#### What to work on
Please repeat only the stretch of records running from the first line through the line that contains "use super::reward_estimation::RewardEstimationConfig;".

#### Provided records
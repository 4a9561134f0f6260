use burn::config::Config;
use serde::{Deserialize, Serialize};
use std::collections::BTreeMap;

use super::artifacts::{RecorderConfig, SaverConfig, SummarizerConfig};
use super::memory::MemoryConfig;
use super::objective::ObjectiveConfig;
use super::optimizer::{BaselineOptimizer, OptimizerConfig};
use super::policy::PolicyConfig;
use super::preprocessing::PreprocessingConfig;
use super::reward_estimation::RewardEstimationConfig;
use super::update::UpdateConfig;
use crate::rl_env::SpaceSpecs;

/// Exploration noise, either for all actions or per action name.
#[derive(Debug, Clone, PartialEq, Serialize, Deserialize)]
#[serde(untagged)]
pub enum Exploration {
    Global(f32),
    PerAction(BTreeMap<String, f32>),
}

impl Exploration {
    pub fn for_action(&self, name: &str) -> f32 {
        match self {
            Exploration::Global(value) => *value,
            Exploration::PerAction(values) => values.get(name).copied().unwrap_or(0.0),
        }
    }
}

impl Default for Exploration {
    fn default() -> Self {
        return Exploration::Global(0.0);
    }
}

/// Everything a training engine is constructed from.
///
/// Without a baseline policy the main policy also provides the value
/// estimates, and without a baseline optimizer the main optimizer trains it.
#[derive(Config, Debug, PartialEq)]
pub struct ModelConfig {
    pub states: SpaceSpecs,
    pub actions: SpaceSpecs,
    pub policy: PolicyConfig,
    pub memory: MemoryConfig,
    pub update: UpdateConfig,
    pub optimizer: OptimizerConfig,
    pub objective: ObjectiveConfig,
    pub reward_estimation: RewardEstimationConfig,
    pub max_episode_timesteps: Option<usize>,
    pub baseline_policy: Option<PolicyConfig>,
    pub baseline_optimizer: Option<BaselineOptimizer>,
    pub baseline_objective: Option<ObjectiveConfig>,
    #[config(default = 1)]
    pub parallel_interactions: usize,
    #[config(default = true)]
    pub buffer_observe: bool,
    #[config(default = "String::from(\"agent\")")]
    pub name: String,
    pub device: Option<String>,
    pub seed: Option<u64>,
    pub preprocessing: Option<PreprocessingConfig>,
    #[config(default = "Exploration::Global(0.0)")]
    pub exploration: Exploration,
    #[config(default = 0.0)]
    pub variable_noise: f32,
    #[config(default = 0.0)]
    pub l2_regularization: f32,
    #[config(default = 0.0)]
    pub entropy_regularization: f32,
    pub execution: Option<serde_json::Value>,
    pub saver: Option<SaverConfig>,
    pub summarizer: Option<SummarizerConfig>,
    pub recorder: Option<RecorderConfig>,
    pub config: Option<serde_json::Value>,
}

impl ModelConfig {
    /// The policy providing value estimates.
    pub fn value_policy(&self) -> &PolicyConfig {
        return self.baseline_policy.as_ref().unwrap_or(&self.policy);
    }

    /// The optimizer training the value estimates, if it is a dedicated one.
    pub fn dedicated_baseline_optimizer(&self) -> Option<&OptimizerConfig> {
        return self
            .baseline_optimizer
            .as_ref()
            .and_then(|optimizer| optimizer.optimizer());
    }
}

#### Answer box
repository 4a9561134f0f6260
use burn::config::Config;
use serde::{Deserialize, Serialize};
use std::collections::BTreeMap;

use super::artifacts::{RecorderConfig, SaverConfig, SummarizerConfig};
use super::memory::MemoryConfig;
use super::objective::ObjectiveConfig;
use super::optimizer::{BaselineOptimizer, OptimizerConfig};
use super::policy::PolicyConfig;
use super::preprocessing::PreprocessingConfig;
use super::reward_estimation::RewardEstimationConfig;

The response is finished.